Polyglot Architecture: Rust Coordinator & Python Workers
A core architectural decision in Osprey is its polyglot design, utilizing Rust for its high-performance coordinator service and Python for its stateless worker nodes. This separation allows Rust to manage asynchronous event streams from message queues (like Kafka) and prioritize synchronous gRPC requests, acting as the high-performance data plane. Python workers handle the business logic of rule evaluation, leveraging the domain-specific language SML (with Python syntax) for accessibility and extensibility via User Defined Functions (UDFs).
Polyglot Architecture for Performance and Agility
The Rust-Python polyglot pattern is becoming standard for systems requiring high throughput. Rust handles compute-heavy operations and network traffic (data plane), maximizing hardware utilization. Python handles business logic, ML integrations, and user APIs (control plane), maintaining developer velocity. This allows teams to optimize for both performance and development speed.
Scalable Rule Evaluation and State Management
The Python worker nodes are stateless and containerized, enabling easy horizontal scaling to accommodate traffic spikes. Rules are distributed via ETCD, allowing dynamic updates in production without redeploying the application. To optimize execution, SML rules are parsed into an Abstract Syntax Tree (AST) at worker startup, front-loading compilation costs and minimizing per-event processing time. Osprey tracks state across 'Entities' for classification and generates verdicts routed to configurable output sinks, often leveraging Apache Kafka and Apache Druid for real-time analysis.

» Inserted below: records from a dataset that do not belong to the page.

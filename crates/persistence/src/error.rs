// Copyright (C) 2026 Fred Clausen
// Use of this source code is governed by an MIT-style
// license that can be found in the LICENSE file or at
// https://opensource.org/licenses/MIT.

use clinica::CoreError;
use clinica_domain::DomainError;

/// Errors that can occur during persistence operations.
#[derive(Debug, Clone, PartialEq, Eq)]
pub enum PersistenceError {
    /// A database error occurred.
    DatabaseError(String),
    /// Database connection failed.
    DatabaseConnectionFailed(String),
    /// Database migration failed.
    MigrationFailed(String),
    /// Query execution failed.
    QueryFailed(String),
    /// Serialization/deserialization error.
    SerializationError(String),
    /// Initialization error.
    InitializationError(String),
    /// Foreign key enforcement is not enabled.
    ForeignKeyEnforcementNotEnabled,
    /// Reconstruction of a domain value from a stored row failed.
    ReconstructionError(String),
    /// A conditional update matched no row: the stored data changed under us.
    ConcurrentModification(String),
    /// The requested resource was not found.
    NotFound(String),
    /// A business rule rejected the command; the transaction was rolled back.
    CommandRejected(CoreError),
}

impl PersistenceError {
    /// Returns the domain error carried by a rejected command, if any.
    #[must_use]
    pub const fn rejection(&self) -> Option<&DomainError> {
        match self {
            Self::CommandRejected(err) => Some(err.domain_error()),
            _ => None,
        }
    }
}

impl std::fmt::Display for PersistenceError {
    fn fmt(&self, f: &mut std::fmt::Formatter<'_>) -> std::fmt::Result {
        match self {
            Self::DatabaseError(msg) => write!(f, "Database error: {msg}"),
            Self::DatabaseConnectionFailed(msg) => {
                write!(f, "Database connection failed: {msg}")
            }
            Self::MigrationFailed(msg) => write!(f, "Migration failed: {msg}"),
            Self::QueryFailed(msg) => write!(f, "Query failed: {msg}"),
            Self::SerializationError(msg) => write!(f, "Serialization error: {msg}"),
            Self::InitializationError(msg) => write!(f, "Initialization error: {msg}"),
            Self::ForeignKeyEnforcementNotEnabled => {
                write!(f, "Foreign key enforcement is not enabled")
            }
            Self::ReconstructionError(msg) => write!(f, "Reconstruction error: {msg}"),
            Self::ConcurrentModification(msg) => write!(f, "Concurrent modification: {msg}"),
            Self::NotFound(msg) => write!(f, "Not found: {msg}"),
            Self::CommandRejected(err) => write!(f, "{err}"),
        }
    }
}

impl std::error::Error for PersistenceError {}

impl From<diesel::result::Error> for PersistenceError {
    fn from(err: diesel::result::Error) -> Self {
        match err {
            diesel::result::Error::NotFound => Self::NotFound("Record not found".to_string()),
            _ => Self::DatabaseError(err.to_string()),
        }
    }
}

impl From<diesel::ConnectionError> for PersistenceError {
    fn from(err: diesel::ConnectionError) -> Self {
        Self::DatabaseConnectionFailed(err.to_string())
    }
}

impl From<serde_json::Error> for PersistenceError {
    fn from(err: serde_json::Error) -> Self {
        Self::SerializationError(err.to_string())
    }
}

impl From<CoreError> for PersistenceError {
    fn from(err: CoreError) -> Self {
        Self::CommandRejected(err)
    }
}

impl From<DomainError> for PersistenceError {
    fn from(err: DomainError) -> Self {
        Self::CommandRejected(CoreError::DomainViolation(err))
    }
}
// Copyright (C) 2026 Fred Clausen
// Use of this source code is governed by an MIT-style
// license that can be found in the LICENSE file or at
// https://opensource.org/licenses/MIT.

use crate::error::DomainError;
use crate::money::{Money, Percentage};
use serde::{Deserialize, Serialize};

/// A billable procedure definition from the catalog.
#[derive(Debug, Clone, PartialEq, Eq, Serialize, Deserialize)]
pub struct Procedure {
    pub procedure_id: i64,
    pub name: String,
    /// Default price for new items.
    pub price: Money,
    pub sale_commission: Percentage,
    pub execution_commission: Percentage,
    pub is_active: bool,
}

impl Procedure {
    /// Ensures the procedure may still be sold.
    ///
    /// # Errors
    ///
    /// Returns `DomainError::ProcedureInactive` if the procedure is inactive.
    pub const fn ensure_active(&self) -> Result<(), DomainError> {
        if self.is_active {
            Ok(())
        } else {
            Err(DomainError::ProcedureInactive(self.procedure_id))
        }
    }

    /// Price for a new item: the override when given, the catalog price otherwise.
    ///
    /// # Errors
    ///
    /// Returns `DomainError::NonPositiveAmount` if the resulting price is not positive.
    pub const fn item_price(&self, price_override: Option<Money>) -> Result<Money, DomainError> {
        let price = match price_override {
            Some(price) => price,
            None => self.price,
        };
        if !price.is_positive() {
            return Err(DomainError::NonPositiveAmount {
                field: "price",
                amount: price,
            });
        }
        Ok(price)
    }

    #[must_use]
    pub const fn rates(&self) -> CommissionRates {
        CommissionRates {
            sale: self.sale_commission,
            execution: self.execution_commission,
        }
    }
}

/// Sale and execution commission percentages of one procedure.
#[derive(Debug, Clone, Copy, PartialEq, Eq, Default, Serialize, Deserialize)]
pub struct CommissionRates {
    pub sale: Percentage,
    pub execution: Percentage,
}
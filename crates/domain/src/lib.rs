// Copyright (C) 2026 Fred Clausen
// Use of this source code is governed by an MIT-style
// license that can be found in the LICENSE file or at
// https://opensource.org/licenses/MIT.

#![deny(
    clippy::pedantic,
    clippy::cargo,
    clippy::nursery,
    clippy::style,
    clippy::correctness,
    clippy::all,
    clippy::suspicious,
    clippy::complexity,
    clippy::perf,
    clippy::unwrap_used,
    clippy::expect_used
)]

mod case;
mod commission;
mod error;
mod installment;
mod item;
mod lifecycle;
mod money;
mod payment;
mod procedure;
mod types;

#[cfg(test)]
mod tests;

pub use case::{Case, NewCase};
pub use commission::{
    Commission, CommissionDraft, CommissionSummary, ItemCommissionDetail, derive_commissions,
};
pub use error::{DomainError, ErrorKind, TransitionBlocker};
pub use installment::{Installment, InstallmentPlanEntry, split_into_installments};
pub use item::{Item, NewItem, incomplete_items, paid_items, unpaid_items};
pub use lifecycle::{GuardContext, check_transition, is_valid_status_walk};
pub use money::{Money, Percentage};
pub use payment::{
    ALLOCATION_TOLERANCE, Allocation, AllocationRequest, NewPayment, Payment,
    distribute_proportionally, validate_allocations,
};
pub use procedure::{CommissionRates, Procedure};
pub use types::{CaseStatus, CommissionKind, ItemStatus, PaymentMethod, StaffRole};
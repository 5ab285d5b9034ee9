// Copyright (C) 2026 Fred Clausen
// Use of this source code is governed by an MIT-style
// license that can be found in the LICENSE file or at
// https://opensource.org/licenses/MIT.

use crate::error::DomainError;
use crate::money::Money;
use crate::types::{ItemStatus, StaffRole};
use serde::{Deserialize, Serialize};
use time::OffsetDateTime;

/// A billable procedure instance attached to a case.
///
/// Invariants maintained by the methods below:
/// - `amount_paid <= price`
/// - in the payment phase, `status == Paid` iff `amount_paid >= price`
/// - status never moves backward
#[derive(Debug, Clone, PartialEq, Eq, Serialize, Deserialize)]
pub struct Item {
    pub item_id: i64,
    pub case_id: i64,
    pub procedure_id: i64,
    /// Who sold (created) the item.
    pub seller_id: Option<i64>,
    /// Who performs the item.
    pub executor_id: Option<i64>,
    /// Fixed at creation.
    pub price: Money,
    /// Sum of all allocations applied to this item.
    pub amount_paid: Money,
    pub status: ItemStatus,
    #[serde(with = "time::serde::rfc3339")]
    pub created_at: OffsetDateTime,
    #[serde(with = "time::serde::rfc3339::option")]
    pub completed_at: Option<OffsetDateTime>,
}

impl Item {
    /// Remaining balance on the item.
    #[must_use]
    pub const fn outstanding(&self) -> Money {
        self.price.saturating_sub(self.amount_paid)
    }

    /// True once the item has received its full price.
    #[must_use]
    pub const fn is_fully_paid(&self) -> bool {
        self.amount_paid.cents() >= self.price.cents()
    }

    /// True when the item counts as paid for the execution unlock gate.
    #[must_use]
    pub const fn is_paid(&self) -> bool {
        matches!(self.status, ItemStatus::Paid)
    }

    /// True once the item is done.
    #[must_use]
    pub const fn is_done(&self) -> bool {
        matches!(self.status, ItemStatus::Done)
    }

    /// Checks that `applied` fits within the item's remaining balance.
    ///
    /// # Errors
    ///
    /// Returns `DomainError::ItemOverpaid` if the allocation would push
    /// `amount_paid` above `price`.
    pub fn check_allocation(&self, applied: Money) -> Result<(), DomainError> {
        let after = self.amount_paid.checked_add(applied)?;
        if after > self.price {
            return Err(DomainError::ItemOverpaid {
                item_id: self.item_id,
                price: self.price,
                amount_paid: self.amount_paid,
                applied,
            });
        }
        Ok(())
    }

    /// Applies part of a payment to this item.
    ///
    /// A pending item becomes paid as soon as `amount_paid` reaches its
    /// price. Items already executing or done keep their status.
    ///
    /// # Errors
    ///
    /// Returns `DomainError::ItemOverpaid` if the allocation would overpay.
    pub fn apply_payment(&mut self, applied: Money) -> Result<(), DomainError> {
        self.check_allocation(applied)?;
        self.amount_paid = self.amount_paid.checked_add(applied)?;
        if self.status == ItemStatus::Pending && self.is_fully_paid() {
            self.status = ItemStatus::Paid;
        }
        Ok(())
    }

    /// Ensures `actor` may work on this item.
    ///
    /// Admins may act on any item; anyone else must be the assigned executor.
    ///
    /// # Errors
    ///
    /// Returns `DomainError::NotAssignedExecutor` otherwise.
    pub const fn ensure_executor(&self, actor_id: i64, role: StaffRole) -> Result<(), DomainError> {
        if role.is_admin() {
            return Ok(());
        }
        match self.executor_id {
            Some(executor_id) if executor_id == actor_id => Ok(()),
            _ => Err(DomainError::NotAssignedExecutor {
                item_id: self.item_id,
                actor_id,
            }),
        }
    }

    /// Moves the item forward in its execution flow.
    ///
    /// # Errors
    ///
    /// Returns `DomainError::InvalidItemStatusTransition` if `target` is not
    /// a forward execution step from the current status.
    pub fn advance(&mut self, target: ItemStatus, now: OffsetDateTime) -> Result<(), DomainError> {
        if !self.status.can_advance_to(target) {
            return Err(DomainError::InvalidItemStatusTransition {
                item_id: self.item_id,
                from: self.status,
                to: target,
            });
        }
        self.status = target;
        if target == ItemStatus::Done {
            self.completed_at = Some(now);
        }
        Ok(())
    }

    /// Sets the executor. Not allowed once the item is done.
    ///
    /// # Errors
    ///
    /// Returns `DomainError::ItemAlreadyCompleted` for done items.
    pub const fn assign_executor(&mut self, executor_id: i64) -> Result<(), DomainError> {
        if self.is_done() {
            return Err(DomainError::ItemAlreadyCompleted(self.item_id));
        }
        self.executor_id = Some(executor_id);
        Ok(())
    }

    /// Checks the payment-phase consistency rule for this item.
    #[must_use]
    pub const fn is_consistent(&self) -> bool {
        if self.amount_paid.cents() > self.price.cents() {
            return false;
        }
        if self.status.is_payment_phase() {
            return self.is_paid() == self.is_fully_paid();
        }
        true
    }
}

/// An item that has not been stored yet.
#[derive(Debug, Clone, PartialEq, Eq)]
pub struct NewItem {
    pub case_id: i64,
    pub procedure_id: i64,
    pub seller_id: Option<i64>,
    pub executor_id: Option<i64>,
    pub price: Money,
    pub created_at: OffsetDateTime,
}

impl NewItem {
    /// Returns the pending item this draft becomes once stored.
    #[must_use]
    pub const fn into_item(self, item_id: i64) -> Item {
        Item {
            item_id,
            case_id: self.case_id,
            procedure_id: self.procedure_id,
            seller_id: self.seller_id,
            executor_id: self.executor_id,
            price: self.price,
            amount_paid: Money::ZERO,
            status: ItemStatus::Pending,
            created_at: self.created_at,
            completed_at: None,
        }
    }
}

/// Items not yet fully paid.
#[must_use]
pub fn unpaid_items(items: &[Item]) -> Vec<&Item> {
    items.iter().filter(|i| !i.is_fully_paid()).collect()
}

/// Items whose status is `paid`.
#[must_use]
pub fn paid_items(items: &[Item]) -> Vec<&Item> {
    items.iter().filter(|i| i.is_paid()).collect()
}

/// Items whose status is not `done`.
#[must_use]
pub fn incomplete_items(items: &[Item]) -> Vec<&Item> {
    items.iter().filter(|i| !i.is_done()).collect()
}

- Coordinator (Rust): Manages high-concurrency event streams, traffic shaping, and prioritizes requests for stable latency.

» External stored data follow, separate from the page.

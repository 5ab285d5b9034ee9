// Copyright (C) 2026 Fred Clausen
// Use of this source code is governed by an MIT-style
// license that can be found in the LICENSE file or at
// https://opensource.org/licenses/MIT.

//! Cross-case reports.

use clinica_domain::{CaseStatus, Money};
use diesel::SqliteConnection;
use diesel::prelude::*;

use crate::data_models::AwaitingPaymentEntry;
use crate::diesel_schema::{case_items, cases, clients};
use crate::error::PersistenceError;
use crate::queries::cases::payments_total;
use crate::queries::installments::next_unpaid_due_date;

/// Lists every case waiting for payment with its balance and the next
/// installment due date, oldest case first.
///
/// # Errors
///
/// Returns an error if a database query fails.
pub fn awaiting_payment_report(
    conn: &mut SqliteConnection,
) -> Result<Vec<AwaitingPaymentEntry>, PersistenceError> {
    let rows: Vec<(i64, i64, String)> = cases::table
        .inner_join(clients::table)
        .filter(cases::status.eq(CaseStatus::AwaitingPayment.as_str()))
        .order(cases::case_id.asc())
        .select((cases::case_id, cases::client_id, clients::name))
        .load(conn)?;

    rows.into_iter()
        .map(|(case_id, client_id, client_name)| {
            let prices: Vec<i64> = case_items::table
                .filter(case_items::case_id.eq(case_id))
                .select(case_items::price_cents)
                .load(conn)?;
            let total_due: Money = Money::sum(prices.into_iter().map(Money::from_cents))?;
            let total_paid: Money = payments_total(conn, case_id)?;

            Ok(AwaitingPaymentEntry {
                case_id,
                client_id,
                client_name,
                total_due,
                total_paid,
                outstanding: total_due.saturating_sub(total_paid),
                next_due_date: next_unpaid_due_date(conn, case_id)?,
            })
        })
        .collect()
}
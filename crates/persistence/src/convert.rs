// Copyright (C) 2026 Fred Clausen
// Use of this source code is governed by an MIT-style
// license that can be found in the LICENSE file or at
// https://opensource.org/licenses/MIT.

//! Conversions between stored column values and domain values.
//!
//! Every enumeration and timestamp read back from the database is
//! re-validated; a value that does not parse is a `ReconstructionError`.

use clinica_domain::Percentage;
use num_traits::ToPrimitive;
use std::str::FromStr;
use time::format_description::well_known::Rfc3339;
use time::macros::format_description;
use time::{Date, OffsetDateTime};

use crate::error::PersistenceError;

pub(crate) fn timestamp_to_text(value: OffsetDateTime) -> Result<String, PersistenceError> {
    value
        .format(&Rfc3339)
        .map_err(|e| PersistenceError::SerializationError(e.to_string()))
}

pub(crate) fn optional_timestamp_to_text(
    value: Option<OffsetDateTime>,
) -> Result<Option<String>, PersistenceError> {
    value.map(timestamp_to_text).transpose()
}

pub(crate) fn text_to_timestamp(value: &str) -> Result<OffsetDateTime, PersistenceError> {
    OffsetDateTime::parse(value, &Rfc3339)
        .map_err(|e| PersistenceError::ReconstructionError(format!("timestamp '{value}': {e}")))
}

pub(crate) fn optional_text_to_timestamp(
    value: Option<&str>,
) -> Result<Option<OffsetDateTime>, PersistenceError> {
    value.map(text_to_timestamp).transpose()
}

pub(crate) fn date_to_text(value: Date) -> Result<String, PersistenceError> {
    value
        .format(format_description!("[year]-[month]-[day]"))
        .map_err(|e| PersistenceError::SerializationError(e.to_string()))
}

pub(crate) fn text_to_date(value: &str) -> Result<Date, PersistenceError> {
    Date::parse(value, format_description!("[year]-[month]-[day]"))
        .map_err(|e| PersistenceError::ReconstructionError(format!("date '{value}': {e}")))
}

/// Parses a stored enumeration string.
pub(crate) fn parse_enum<T: FromStr>(column: &str, value: &str) -> Result<T, PersistenceError> {
    value.parse::<T>().map_err(|_| {
        PersistenceError::ReconstructionError(format!("invalid {column} '{value}'"))
    })
}

pub(crate) fn percentage_from_column(basis_points: i64) -> Result<Percentage, PersistenceError> {
    Percentage::from_basis_points(basis_points).map_err(|e| {
        PersistenceError::ReconstructionError(format!("percentage {basis_points}: {e}"))
    })
}

pub(crate) fn count_to_column(count: u32) -> Result<i32, PersistenceError> {
    count
        .to_i32()
        .ok_or_else(|| PersistenceError::SerializationError(format!("count {count} out of range")))
}

pub(crate) fn count_from_column(value: i32) -> Result<u32, PersistenceError> {
    value
        .to_u32()
        .ok_or_else(|| PersistenceError::ReconstructionError(format!("count {value} out of range")))
}

pub(crate) fn flag_to_column(value: bool) -> i32 {
    i32::from(value)
}

pub(crate) const fn flag_from_column(value: i32) -> bool {
    value != 0
}
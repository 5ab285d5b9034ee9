// Copyright (C) 2026 Fred Clausen
// Use of this source code is governed by an MIT-style
// license that can be found in the LICENSE file or at
// https://opensource.org/licenses/MIT.

//! Installment schedule queries.

use clinica_domain::{Installment, Money};
use diesel::SqliteConnection;
use diesel::prelude::*;
use time::Date;

use crate::convert::{
    count_from_column, flag_from_column, optional_text_to_timestamp, text_to_date,
};
use crate::diesel_schema::installments;
use crate::error::PersistenceError;

/// Diesel Queryable struct for installment rows.
#[derive(Queryable, Selectable)]
#[diesel(table_name = installments)]
struct InstallmentRow {
    installment_id: i64,
    case_id: i64,
    number: i32,
    amount_cents: i64,
    due_date: String,
    paid: i32,
    payment_id: Option<i64>,
    paid_at: Option<String>,
    replaced: i32,
}

impl InstallmentRow {
    fn into_installment(self) -> Result<Installment, PersistenceError> {
        Ok(Installment {
            installment_id: self.installment_id,
            case_id: self.case_id,
            number: count_from_column(self.number)?,
            amount: Money::from_cents(self.amount_cents),
            due_date: text_to_date(&self.due_date)?,
            paid: flag_from_column(self.paid),
            payment_id: self.payment_id,
            paid_at: optional_text_to_timestamp(self.paid_at.as_deref())?,
            replaced: flag_from_column(self.replaced),
        })
    }
}

/// Lists the installments of a case by number.
///
/// # Errors
///
/// Returns an error if the database query fails.
pub fn list_installments(
    conn: &mut SqliteConnection,
    case_id: i64,
) -> Result<Vec<Installment>, PersistenceError> {
    installments::table
        .filter(installments::case_id.eq(case_id))
        .order(installments::number.asc())
        .select(InstallmentRow::as_select())
        .load::<InstallmentRow>(conn)?
        .into_iter()
        .map(InstallmentRow::into_installment)
        .collect()
}

/// Retrieves an installment by id.
///
/// # Errors
///
/// Returns an error if the database query fails.
pub fn get_installment(
    conn: &mut SqliteConnection,
    installment_id: i64,
) -> Result<Option<Installment>, PersistenceError> {
    installments::table
        .filter(installments::installment_id.eq(installment_id))
        .select(InstallmentRow::as_select())
        .first::<InstallmentRow>(conn)
        .optional()?
        .map(InstallmentRow::into_installment)
        .transpose()
}

/// Due date of the earliest open installment of a case.
///
/// Installments replaced by a later schedule are skipped.
///
/// # Errors
///
/// Returns an error if the database query fails.
pub fn next_unpaid_due_date(
    conn: &mut SqliteConnection,
    case_id: i64,
) -> Result<Option<Date>, PersistenceError> {
    let due: Option<String> = installments::table
        .filter(installments::case_id.eq(case_id))
        .filter(installments::paid.eq(0))
        .filter(installments::replaced.eq(0))
        .order(installments::number.asc())
        .select(installments::due_date)
        .first(conn)
        .optional()?;
    due.as_deref().map(text_to_date).transpose()
}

- Worker Nodes (Python): Stateless, horizontally scalable, evaluate SML rules, support UDFs for extensibility.
- Rule Distribution (ETCD): Enables dynamic, real-time updates to rules without downtime.
- Data Flow: Actions (JSON events) -> Osprey engine -> Verdicts/Effects -> Output Sinks (e.g., Kafka to Druid).
Example of a System Leveraging a Rules Engine
Imagine building a financial transaction fraud detection system. A rules engine like Osprey could evaluate incoming transactions against a set of predefined fraud rules (e.g., 'transaction amount > $1000 AND initiated from a new IP address'). The system would then generate a verdict (e.g., 'flag for review') and route it to an alert system, demonstrating real-time decision-making.